Summary of Vitamin and Mineral Content

This very low-carbohydrate ketogenic diet may be deficient in multiple vitamins and minerals, unless supplemented.  A single Centrum ensures good levels, for most adults, except for possibly calcium, magnesium, potassium, sodium, copper, zinc, and vitamin K. 

Supplementing with elemental calcium (e.g., calcium carbonate) 500-1,000 mg daily might be a good idea.  Magnesium and potassium supplements might be a good idea.  Adding some salt (NaCl) to food should supply enough sodium.  [The standard American diet has far more salt than necessary.]     

 I’m just not convinced yet that this diet could actually be deficient in potassium.

Clinically significant deficiencies of copper and magnesium based on diet are probably rare.  I’ll have to do more research.  Nearly all the low blood levels of magnesium I see are in heavy alcohol drinkers or people using diuretics.

If you try a very low-carb ketogenic diet, you might ask your physician to draw blood levels of magesium and potassium two weeks after you start.

After two weeks on the Ketogenic Mediterranean Diet I feel as fine as usual.  I don’t see or feel any signs of vitamin or mineral deficiency.  But an experiment of one isn’t worth much.

Easy bruising is a relatively common occurrence in people on very low-carb ketogenic diets.  I wonder if it’s related to vitamin K deficiency.  Such bruising is seen also in children on the seizure-control ketogenic diet (not for weight loss); the diet seems to unmask a preexisting genetic predisposition to bleeding.

Vitamin K intake is a serious concern for people taking certain blood thinners (anticoagulants): coumadin, warfarin, coumarin.  Too much vitamin K counteracts the blood thinner; too little enhances the blood thinning.  Both situations are dangerous.  [I’m not talking about aspirin and Plavix.]  

I’m doing my nutritional analysis at NutritionData.  You can analyze your own diet via My Tracking.  They have a footnote accompanying the nutrient analysis for all of my vitamins and minerals: “missing or incomplete value.”  I assume that means the reported micronutrient amounts could be higher than reported. 

Potential Supplement Recommendation for the Ketogenic Mediterranean Diet

[This is a work in progress.  Stay tuned.]

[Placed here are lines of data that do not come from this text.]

use std::io::Cursor;

use crate::effects::composite::flatten_to_rgb8;
use crate::foundation::core::{PixelSize, Quality};
use crate::foundation::error::{CompositorError, CompositorResult};

/// Background used where the surface is not fully opaque; JPEG has no alpha channel.
pub(crate) const FLATTEN_BACKGROUND: [u8; 3] = [0, 0, 0];

/// Encode a premultiplied RGBA8 raster as baseline JPEG.
pub(crate) fn encode_jpeg(
    rgba8_premul: &[u8],
    size: PixelSize,
    quality: Quality,
) -> CompositorResult<Vec<u8>> {
    if size.is_empty() {
        return Err(CompositorError::encode("cannot encode a zero-sized surface"));
    }
    if size.rgba8_len() != Some(rgba8_premul.len()) {
        return Err(CompositorError::encode("surface byte length mismatch"));
    }

    let rgb = flatten_to_rgb8(rgba8_premul, FLATTEN_BACKGROUND);
    let mut buf = Vec::new();
    let mut enc =
        image::codecs::jpeg::JpegEncoder::new_with_quality(Cursor::new(&mut buf), quality.jpeg_scale());
    enc.encode(&rgb, size.width, size.height, image::ExtendedColorType::Rgb8)
        .map_err(|e| CompositorError::encode(format!("jpeg encoder failed: {e}")))?;

    if buf.is_empty() {
        return Err(CompositorError::encode("jpeg encoder produced no output"));
    }
    Ok(buf)
}

#[cfg(test)]
#[path = "../../tests/unit/encode/jpeg.rs"]
mod tests;
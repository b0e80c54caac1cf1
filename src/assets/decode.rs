use std::path::Path;
use std::sync::{Arc, OnceLock};

use anyhow::Context;

use crate::foundation::core::PixelSize;
use crate::foundation::error::{CompositorError, CompositorResult};

/// Decoded raster in premultiplied RGBA8 form.
#[derive(Clone, Debug)]
pub struct DecodedImage {
    pub(crate) size: PixelSize,
    /// Row-major premultiplied RGBA8.
    pub(crate) rgba8_premul: Arc<Vec<u8>>,
}

impl DecodedImage {
    /// Pixel dimensions.
    pub fn size(&self) -> PixelSize {
        self.size
    }

    /// Borrow the premultiplied RGBA8 bytes.
    pub fn rgba8_premul(&self) -> &[u8] {
        &self.rgba8_premul
    }
}

/// Source image handle with an explicit pending -> decoded lifecycle.
///
/// Sources are created pending (only the encoded bytes are held) and become usable by the
/// compositor once [`SourceImage::decode`] has succeeded. The decoded pixels are never mutated.
#[derive(Debug)]
pub struct SourceImage {
    label: String,
    encoded: Arc<[u8]>,
    decoded: OnceLock<Arc<DecodedImage>>,
}

impl SourceImage {
    /// Pending source over encoded image bytes (PNG, JPEG, ...).
    pub fn from_bytes(bytes: impl Into<Vec<u8>>) -> Self {
        Self {
            label: "<memory>".to_string(),
            encoded: Arc::from(bytes.into()),
            decoded: OnceLock::new(),
        }
    }

    /// Pending source read from a file on disk.
    pub fn open(path: impl AsRef<Path>) -> CompositorResult<Self> {
        let path = path.as_ref();
        let bytes = std::fs::read(path)
            .with_context(|| format!("read source image '{}'", path.display()))?;
        let mut src = Self::from_bytes(bytes);
        src.label = path.display().to_string();
        Ok(src)
    }

    /// Already-decoded source from straight (non-premultiplied) RGBA8 pixels.
    pub fn from_rgba8(width: u32, height: u32, rgba: Vec<u8>) -> CompositorResult<Self> {
        let size = PixelSize::new(width, height);
        if size.is_empty() {
            return Err(CompositorError::validation("source image must be non-empty"));
        }
        if size.rgba8_len() != Some(rgba.len()) {
            return Err(CompositorError::validation(format!(
                "rgba buffer length {} does not match {width}x{height}",
                rgba.len()
            )));
        }
        let mut rgba8_premul = rgba;
        premultiply_rgba8_in_place(&mut rgba8_premul);
        let decoded = OnceLock::new();
        let _ = decoded.set(Arc::new(DecodedImage {
            size,
            rgba8_premul: Arc::new(rgba8_premul),
        }));
        Ok(Self {
            label: "<rgba8>".to_string(),
            encoded: Arc::from(Vec::new()),
            decoded,
        })
    }

    /// Convenience: build from encoded bytes and decode immediately.
    pub fn decoded_from_bytes(bytes: impl Into<Vec<u8>>) -> CompositorResult<Self> {
        let src = Self::from_bytes(bytes);
        src.decode()?;
        Ok(src)
    }

    /// Decode the held bytes. Idempotent; a failure leaves the source pending.
    pub fn decode(&self) -> CompositorResult<PixelSize> {
        if let Some(d) = self.decoded.get() {
            return Ok(d.size);
        }
        let decoded = decode_image(&self.encoded)
            .with_context(|| format!("decode source '{}'", self.label))
            .map_err(CompositorError::from)?;
        let size = decoded.size;
        let _ = self.decoded.set(Arc::new(decoded));
        Ok(size)
    }

    /// `true` once pixels are available.
    pub fn is_decoded(&self) -> bool {
        self.decoded.get().is_some()
    }

    /// Decoded pixel dimensions, if available.
    pub fn size(&self) -> Option<PixelSize> {
        self.decoded.get().map(|d| d.size)
    }

    /// Human-readable origin (path or kind).
    pub fn label(&self) -> &str {
        &self.label
    }

    /// Decoded pixels, or [`CompositorError::SourceUnavailable`] while still pending.
    pub fn pixels(&self) -> CompositorResult<&DecodedImage> {
        self.decoded.get().map(Arc::as_ref).ok_or_else(|| {
            CompositorError::source_unavailable(format!(
                "source '{}' has not been decoded",
                self.label
            ))
        })
    }
}

/// Decode encoded image bytes into premultiplied RGBA8.
pub(crate) fn decode_image(bytes: &[u8]) -> anyhow::Result<DecodedImage> {
    if bytes.is_empty() {
        anyhow::bail!("image bytes are empty");
    }
    let dyn_img = image::load_from_memory(bytes).context("decode image from memory")?;
    let rgba = dyn_img.to_rgba8();
    let (width, height) = rgba.dimensions();

    let mut rgba8_premul = rgba.into_raw();
    premultiply_rgba8_in_place(&mut rgba8_premul);

    Ok(DecodedImage {
        size: PixelSize::new(width, height),
        rgba8_premul: Arc::new(rgba8_premul),
    })
}

pub(crate) fn premultiply_rgba8_in_place(rgba: &mut [u8]) {
    for px in rgba.chunks_exact_mut(4) {
        let a = px[3] as u16;
        if a == 0 {
            px[0] = 0;
            px[1] = 0;
            px[2] = 0;
            continue;
        }
        px[0] = ((px[0] as u16 * a + 127) / 255) as u8;
        px[1] = ((px[1] as u16 * a + 127) / 255) as u8;
        px[2] = ((px[2] as u16 * a + 127) / 255) as u8;
    }
}

pub(crate) fn unpremultiply_rgba8_in_place(rgba: &mut [u8]) {
    for px in rgba.chunks_exact_mut(4) {
        let a = px[3] as u16;
        if a == 0 || a == 255 {
            continue;
        }
        for c in &mut px[..3] {
            *c = ((*c as u16 * 255 + a / 2) / a).min(255) as u8;
        }
    }
}

#[cfg(test)]
#[path = "../../tests/unit/assets/decode.rs"]
mod tests;
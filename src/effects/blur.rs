use crate::foundation::core::PixelSize;
use crate::foundation::error::{CompositorError, CompositorResult};

/// Gaussian-blur an 8-bit coverage mask. Samples beyond the mask edges count as empty, so a
/// shadow fades out at the layer border instead of smearing.
///
/// `sigma` is derived from `radius` (`radius / 2`, at least 0.5).
pub(crate) fn blur_mask(mask: &[u8], size: PixelSize, radius: u32) -> CompositorResult<Vec<u8>> {
    if size.area() != mask.len() {
        return Err(CompositorError::Other(anyhow::anyhow!(
            "mask of {} bytes does not match {}x{}",
            mask.len(),
            size.width,
            size.height
        )));
    }
    if radius == 0 || size.is_empty() {
        return Ok(mask.to_vec());
    }

    let kernel = gaussian_kernel(radius);
    let (w, h) = (size.width as usize, size.height as usize);
    let src: Vec<f32> = mask.iter().map(|&m| f32::from(m)).collect();
    let mut rows = vec![0.0f32; src.len()];
    for (src_row, dst_row) in src.chunks_exact(w).zip(rows.chunks_exact_mut(w)) {
        convolve(src_row, dst_row, w, 1, &kernel);
    }
    let mut cols = vec![0.0f32; src.len()];
    for x in 0..w {
        convolve(&rows[x..], &mut cols[x..], h, w, &kernel);
    }
    Ok(cols
        .into_iter()
        .map(|v| v.round().clamp(0.0, 255.0) as u8)
        .collect())
}

fn gaussian_kernel(radius: u32) -> Vec<f32> {
    let sigma = (radius as f32 / 2.0).max(0.5);
    let denom = 2.0 * sigma * sigma;
    let r = radius as i32;
    let weights: Vec<f32> = (-r..=r)
        .map(|i| (-((i * i) as f32) / denom).exp())
        .collect();
    let sum: f32 = weights.iter().sum();
    weights.into_iter().map(|w| w / sum).collect()
}

/// Convolve `n` samples spaced `stride` apart in `src` into the same positions of `dst`.
fn convolve(src: &[f32], dst: &mut [f32], n: usize, stride: usize, kernel: &[f32]) {
    let r = kernel.len() / 2;
    for i in 0..n {
        let lo = i.saturating_sub(r);
        let hi = (i + r).min(n - 1);
        let acc: f32 = (lo..=hi)
            .map(|j| kernel[j + r - i] * src[j * stride])
            .sum();
        dst[i * stride] = acc;
    }
}

#[cfg(test)]
#[path = "../../tests/unit/effects/blur.rs"]
mod tests;
pub(crate) mod blur;
pub(crate) mod composite;
pub(crate) mod filter;
use std::sync::Arc;

use usvg::fontdb;

use super::*;
use crate::assets::fonts::FontBook;

const WHITE: TextBrushRgba8 = TextBrushRgba8 {
    r: 255,
    g: 255,
    b: 255,
    a: 255,
};

fn system_sans() -> Option<ResolvedFont> {
    let book = FontBook::with_system_fonts();
    if book.is_empty() {
        eprintln!("skipping: no system fonts available");
        return None;
    }
    book.resolve("sans-serif").ok()
}

fn glyph_runs(
    layout: &parley::Layout<TextBrushRgba8>,
) -> Vec<parley::layout::GlyphRun<'_, TextBrushRgba8>> {
    layout
        .lines()
        .flat_map(|line| {
            line.items().filter_map(|item| match item {
                parley::layout::PositionedLayoutItem::GlyphRun(run) => Some(run),
                _ => None,
            })
        })
        .collect()
}

#[test]
fn rejects_bad_size_and_unusable_bytes() {
    let junk = ResolvedFont {
        family: "Junk".to_string(),
        bytes: Arc::new(b"not a font".to_vec()),
        index: 0,
        exact: true,
    };
    let mut engine = TextLayoutEngine::new();
    let err = engine.layout_line("Pro", &junk, 0.0, WHITE).err().unwrap();
    assert!(matches!(err, CompositorError::Validation(_)));
    let err = engine.layout_line("Pro", &junk, 12.0, WHITE).err().unwrap();
    assert!(matches!(err, CompositorError::FontUnavailable(_)));
}

#[test]
fn glyphs_advance_along_the_line() {
    let Some(font) = system_sans() else {
        return;
    };
    let mut engine = TextLayoutEngine::new();
    let layout = engine.layout_line("WWWW", &font, 20.0, WHITE).unwrap();
    let xs: Vec<f32> = glyph_runs(&layout)
        .iter()
        .flat_map(|run| run.positioned_glyphs().map(|g| g.x).collect::<Vec<_>>())
        .collect();
    assert_eq!(xs.len(), 4);
    for pair in xs.windows(2) {
        assert!(pair[1] - pair[0] > 5.0, "{xs:?}");
    }
    assert!(layout.width() > xs[3]);
}

#[test]
fn collection_faces_shape_with_the_resolved_index() {
    let mut db = fontdb::Database::new();
    db.load_system_fonts();
    let Some(face) = db.faces().find(|f| f.index > 0) else {
        eprintln!("skipping: no font collection installed");
        return;
    };
    let family = face
        .families
        .first()
        .map(|(name, _)| name.clone())
        .unwrap_or_default();
    let Some((bytes, index)) = db.with_face_data(face.id, |data, index| (data.to_vec(), index))
    else {
        return;
    };
    let font = ResolvedFont {
        family,
        bytes: Arc::new(bytes),
        index,
        exact: true,
    };

    let mut engine = TextLayoutEngine::new();
    let layout = engine.layout_line("Pro", &font, 16.0, WHITE).unwrap();
    let runs = glyph_runs(&layout);
    let first = runs.first().expect("layout has a glyph run");
    assert_eq!(first.run().font().index, index);
}
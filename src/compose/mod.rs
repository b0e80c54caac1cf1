pub(crate) mod compositor;
pub(crate) mod crop_provider;
pub(crate) mod session;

Taking two Centrums daily could neatly solve the potential deficits of vitamins A and K, and minerals magnesium, copper, and zinc.  On the other hand, it could be overkill.  Add calcium as above, and maybe extra vitamin D 400 IU.  [There’s good evidence that the current U.S. Daily Value for vitamin D is too low.]  To summarize this daily supplementation regimen:

  • Two Centrums 
  • Additional calcium (elemental) 500-1,000 mg
  • Additional vitamin D 400 IU   


Disclaimer:  Information herein is meant to complement, not replace, any advice or information from your personal health professional.  All matters regarding your health require supervision by a personal physician or other appropriate health professional familiar with your current health status.  Always consult your personal physician before making any dietary changes, such as vitamin and mineral supplementation.